Gerald Fuller told him, “Loftus is charging three dollars a bushel for that wheat.”
They all began to talk again, but Mr. Ingalls rose up thin and tall from the box by the stove. His face had shrunken to hollows and jutting cheekbones above his brown beard, and his blue eyes glittered bright.
“We aren’t getting anywhere with all this talk,” he said. “I say, let’s all go reason with Loftus.”
“Now you’re talking!” another man sang out. “Come on, boys! We’ll help ourselves to that wheat!”
“Reason with him, I said,” Mr. Ingalls objected to that. “I’m talking about reason and justice.”
“Maybe you are,” someone shouted. “I’m talking about something to eat, and by the Almighty! I’m not going back to my youngsters without it! Are the rest of you fellows?”
“No! No!” several agreed with him. Then Cap spoke up.
“Wilder and I have got something to say about this.
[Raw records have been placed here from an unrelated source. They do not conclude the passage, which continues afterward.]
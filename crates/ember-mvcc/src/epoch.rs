//! Epoch-based reclamation for unlinked version records.
//!
//! A version unlinked from a chain may still be referenced by a concurrent
//! reader that decoded its arena index from a chain word moments before the
//! unlink. Reclamation therefore goes through an epoch scheme: readers hold
//! an [`EpochGuard`] (a pinned read-side region) across any chain traversal
//! or cross-context inspection, and [`EpochManager::defer_free`] runs a
//! retirement closure only after every thread pinned at retirement time has
//! unpinned — the index can then be recycled with no observer left.
//!
//! The underlying mechanism is `crossbeam-epoch`; this module wraps its
//! pin/unpin in a registry so transaction lifecycle code never touches raw
//! epoch internals and long-held pins get surfaced.

use std::collections::HashMap;
use std::sync::atomic::{AtomicU64, Ordering};
use std::sync::Arc;
use std::time::{Duration, Instant};

use crossbeam_epoch::{self as epoch, Guard};
use parking_lot::Mutex;
use serde::Serialize;

// ---------------------------------------------------------------------------
// Metrics
// ---------------------------------------------------------------------------

/// Global reclamation metrics singleton.
pub static GLOBAL_EPOCH_METRICS: EpochMetrics = EpochMetrics::new();

/// Counters for epoch activity. `Relaxed` loads may be stale, never torn.
pub struct EpochMetrics {
    /// Retirement closures deferred.
    pub retirements_deferred_total: AtomicU64,
    /// Read-side pins created.
    pub pins_total: AtomicU64,
    /// Read-side pins dropped.
    pub unpins_total: AtomicU64,
    /// Stale-pin warnings emitted.
    pub stale_pin_warnings_total: AtomicU64,
    /// High-water mark of concurrently pinned guards.
    pub active_pins_high_water: AtomicU64,
}

impl EpochMetrics {
    #[must_use]
    pub const fn new() -> Self {
        Self {
            retirements_deferred_total: AtomicU64::new(0),
            pins_total: AtomicU64::new(0),
            unpins_total: AtomicU64::new(0),
            stale_pin_warnings_total: AtomicU64::new(0),
            active_pins_high_water: AtomicU64::new(0),
        }
    }

    fn record_pin(&self, current_active: u64) {
        self.pins_total.fetch_add(1, Ordering::Relaxed);
        loop {
            let prev = self.active_pins_high_water.load(Ordering::Relaxed);
            if current_active <= prev {
                break;
            }
            if self
                .active_pins_high_water
                .compare_exchange_weak(prev, current_active, Ordering::Relaxed, Ordering::Relaxed)
                .is_ok()
            {
                break;
            }
        }
    }

    fn record_unpin(&self) {
        self.unpins_total.fetch_add(1, Ordering::Relaxed);
    }

    fn record_retirement(&self) {
        self.retirements_deferred_total
            .fetch_add(1, Ordering::Relaxed);
    }

    /// Point-in-time snapshot.
    #[must_use]
    pub fn snapshot(&self) -> EpochMetricsSnapshot {
        EpochMetricsSnapshot {
            retirements_deferred_total: self.retirements_deferred_total.load(Ordering::Relaxed),
            pins_total: self.pins_total.load(Ordering::Relaxed),
            unpins_total: self.unpins_total.load(Ordering::Relaxed),
            stale_pin_warnings_total: self.stale_pin_warnings_total.load(Ordering::Relaxed),
            active_pins_high_water: self.active_pins_high_water.load(Ordering::Relaxed),
        }
    }
}

impl Default for EpochMetrics {
    fn default() -> Self {
        Self::new()
    }
}

/// Serializable snapshot of [`EpochMetrics`].
#[derive(Debug, Clone, Copy, PartialEq, Eq, Serialize)]
pub struct EpochMetricsSnapshot {
    pub retirements_deferred_total: u64,
    pub pins_total: u64,
    pub unpins_total: u64,
    pub stale_pin_warnings_total: u64,
    pub active_pins_high_water: u64,
}

// ---------------------------------------------------------------------------
// EpochManager
// ---------------------------------------------------------------------------

/// Stale-pin detection policy.
#[derive(Debug, Clone, Copy, PartialEq, Eq)]
pub struct StalePinConfig {
    /// Pins older than this block reclamation and are reported.
    pub warn_after: Duration,
}

impl Default for StalePinConfig {
    fn default() -> Self {
        Self {
            warn_after: Duration::from_secs(30),
        }
    }
}

#[derive(Debug, Clone, Copy)]
struct PinState {
    pinned_at: Instant,
}

/// Process-wide reclamation coordinator.
///
/// Owns the pin registry; hands out [`EpochGuard`]s and accepts deferred
/// retirements.
#[derive(Debug)]
pub struct EpochManager {
    stale: StalePinConfig,
    next_pin_id: AtomicU64,
    active: Mutex<HashMap<u64, PinState>>,
}

impl EpochManager {
    #[must_use]
    pub fn new(stale: StalePinConfig) -> Self {
        Self {
            stale,
            next_pin_id: AtomicU64::new(1),
            active: Mutex::new(HashMap::new()),
        }
    }

    /// Enter a read-side region. The region ends when the guard drops.
    #[must_use]
    pub fn enter(self: &Arc<Self>) -> EpochGuard {
        let pinned_at = Instant::now();
        let pin_id = self.next_pin_id.fetch_add(1, Ordering::Relaxed);
        let guard = epoch::pin();
        let active = {
            let mut map = self.active.lock();
            map.insert(pin_id, PinState { pinned_at });
            map.len() as u64
        };
        GLOBAL_EPOCH_METRICS.record_pin(active);
        tracing::trace!(target: "ember_mvcc::epoch", pin_id, active, "epoch pinned");
        EpochGuard {
            manager: Arc::clone(self),
            pin_id,
            pinned_at,
            guard,
        }
    }

    /// Defer a retirement closure until no pinned reader can observe the
    /// retired object.
    pub fn defer_free<F>(&self, retire: F)
    where
        F: FnOnce() + Send + 'static,
    {
        GLOBAL_EPOCH_METRICS.record_retirement();
        let guard = epoch::pin();
        guard.defer(retire);
        guard.flush();
    }

    /// Number of currently pinned guards.
    #[must_use]
    pub fn active_pins(&self) -> usize {
        self.active.lock().len()
    }

    /// Report pins older than the stale threshold. Returns how many were
    /// reported.
    pub fn warn_on_stale_pins(&self) -> usize {
        let now = Instant::now();
        let mut warned = 0_usize;
        for (&pin_id, state) in self.active.lock().iter() {
            let pinned_for = now.saturating_duration_since(state.pinned_at);
            if pinned_for >= self.stale.warn_after {
                tracing::warn!(
                    target: "ember_mvcc::epoch",
                    pin_id,
                    pinned_for_ms = pinned_for.as_millis(),
                    "stale epoch pin is blocking version reclamation"
                );
                warned += 1;
            }
        }
        if warned > 0 {
            GLOBAL_EPOCH_METRICS
                .stale_pin_warnings_total
                .fetch_add(warned as u64, Ordering::Relaxed);
        }
        warned
    }

    /// Push deferred retirements toward execution.
    ///
    /// Each round pins and flushes, giving the collector a chance to
    /// advance. With no foreign pins outstanding a few rounds suffice for
    /// everything previously deferred.
    pub fn drain(&self) {
        for _ in 0..64 {
            let guard = epoch::pin();
            guard.flush();
            drop(guard);
            std::thread::yield_now();
        }
        tracing::debug!(
            target: "ember_mvcc::epoch",
            remaining_pins = self.active_pins(),
            "epoch drain pass complete"
        );
    }

    fn unregister(&self, pin_id: u64) -> Option<Duration> {
        self.active
            .lock()
            .remove(&pin_id)
            .map(|state| state.pinned_at.elapsed())
    }
}

impl Default for EpochManager {
    fn default() -> Self {
        Self::new(StalePinConfig::default())
    }
}

// ---------------------------------------------------------------------------
// EpochGuard
// ---------------------------------------------------------------------------

/// RAII read-side region.
///
/// A transaction holds one for its whole lifetime; shorter-lived guards
/// cover maintenance traversals (GC pruning). Holding a guard pins the
/// current thread's epoch, so chain words decoded while it is live always
/// resolve to the records they named.
#[derive(Debug)]
pub struct EpochGuard {
    manager: Arc<EpochManager>,
    pin_id: u64,
    pinned_at: Instant,
    guard: Guard,
}

impl EpochGuard {
    /// Stable ID for diagnostics.
    #[must_use]
    pub const fn pin_id(&self) -> u64 {
        self.pin_id
    }

    /// Elapsed pin duration.
    #[must_use]
    pub fn pinned_for(&self) -> Duration {
        self.pinned_at.elapsed()
    }

    /// Defer a retirement through this guard's pin.
    pub fn defer_free<F>(&self, retire: F)
    where
        F: FnOnce() + Send + 'static,
    {
        GLOBAL_EPOCH_METRICS.record_retirement();
        self.guard.defer(retire);
    }

    /// Flush this thread's local deferred queue toward execution.
    pub fn flush(&self) {
        self.guard.flush();
    }
}

impl Drop for EpochGuard {
    fn drop(&mut self) {
        GLOBAL_EPOCH_METRICS.record_unpin();
        let pinned_for = self
            .manager
            .unregister(self.pin_id)
            .unwrap_or_else(|| self.pinned_at.elapsed());
        tracing::trace!(
            target: "ember_mvcc::epoch",
            pin_id = self.pin_id,
            pinned_for_us = pinned_for.as_micros(),
            "epoch unpinned"
        );
    }
}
We brought in the wheat. We didn’t haul it in to make trouble.”
“That’s so,” Gerald Fuller said. “See here, boys, we don’t want any trouble in town.”
“I don’t see any sense of flying off the handle,” said Almanzo. He was going on, but one of the men interrupted him.
“Yes, and you’ve got plenty to eat! Both you and Fuller. I’m not going home without—”
“How much you got to eat at your house, Mr. Ingalls?” Cap interrupted him.
“Not a thing,” Mr. Ingalls answered. “We ground up the last wheat we had, yesterday. Ate it this morning.”
“There you are!” said Almanzo. “Let Mr. Ingalls engineer this.”
“All right, I’ll take the lead,” Mr. Ingalls agreed. “The rest of you boys come along and we’ll see what Loftus has to say.”
They all tramped along after him single file over the snowdrifts. They crowded into the store where Loftus, when they began coming in, went behind his counter. There was no wheat in sight. Loftus had moved the sacks into his back room.